*Problem statement*
Identify the line in which "let mut sum = None;" appears, then reproduce that line and all remaining lines of the records word for word.

Saved entries:
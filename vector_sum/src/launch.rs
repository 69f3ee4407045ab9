use std::{num::NonZeroUsize, sync::Arc};

use collective::WorkerSet;
use log::{error, info, warn};

use crate::{
    Result, SumErr,
    alloc::BufferAlloc,
    coordinator::{Coordinator, DiagSink, ORIGIN},
    generation::VecGen,
};

/// Runs a block-distributed vector sum over an in-process worker set, one task per worker.
///
/// # Arguments
/// * `order` - The length of the vectors.
/// * `workers` - The size of the worker set.
/// * `vec_gen` - The origin's input source, `x` is drawn first and `y` second.
/// * `alloc_for` - Builds each rank's buffer allocator.
/// * `diag` - Where the origin reports a collective failure.
///
/// # Returns
/// The full sum vector, or the origin's error if the worker set aborted.
pub async fn distributed_sum<G, A, F>(
    order: usize,
    workers: NonZeroUsize,
    vec_gen: G,
    alloc_for: F,
    diag: DiagSink,
) -> Result<Vec<f64>>
where
    G: VecGen + Send + 'static,
    A: BufferAlloc + Send + 'static,
    F: Fn(usize) -> A,
{
    info!("summing vectors of order {order} over {workers} workers");

    let mut vec_gen = Some(vec_gen);

    let handles: Vec<_> = collective::world::<f64>(workers)
        .into_iter()
        .map(|comm| {
            let rank = comm.rank();
            let mut vec_gen = if rank == ORIGIN { vec_gen.take() } else { None };
            let mut coordinator =
                Coordinator::new(comm, alloc_for(rank), order).with_diagnostics(Arc::clone(&diag));

            tokio::spawn(async move { coordinator.run(vec_gen.as_mut()).await })
        })
        .collect();

    let mut sum = None;
    let mut failure = None;

    for (rank, joined) in futures::future::join_all(handles).await.into_iter().enumerate() {
        match joined {
            Ok(Ok(out)) => sum = sum.or(out),
            Ok(Err(e)) => {
                warn!("worker {rank} stopped: {e}");
                failure.get_or_insert(e);
            }
            Err(e) => {
                error!("worker {rank} panicked: {e}");
                failure.get_or_insert(SumErr::WorkerPanicked { rank });
            }
        }
    }

    if let Some(e) = failure {
        return Err(e);
    }

    sum.ok_or_else(|| SumErr::Aborted {
        step: "collect_vector",
        message: "origin returned no output".to_string(),
    })
}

*Exercise output*
    let mut sum = None;
    let mut failure = None;

    for (rank, joined) in futures::future::join_all(handles).await.into_iter().enumerate() {
        match joined {
            Ok(Ok(out)) => sum = sum.or(out),
            Ok(Err(e)) => {
                warn!("worker {rank} stopped: {e}");
                failure.get_or_insert(e);
            }
            Err(e) => {
                error!("worker {rank} panicked: {e}");
                failure.get_or_insert(SumErr::WorkerPanicked { rank });
            }
        }
    }

    if let Some(e) = failure {
        return Err(e);
    }

    sum.ok_or_else(|| SumErr::Aborted {
        step: "collect_vector",
        message: "origin returned no output".to_string(),
    })
}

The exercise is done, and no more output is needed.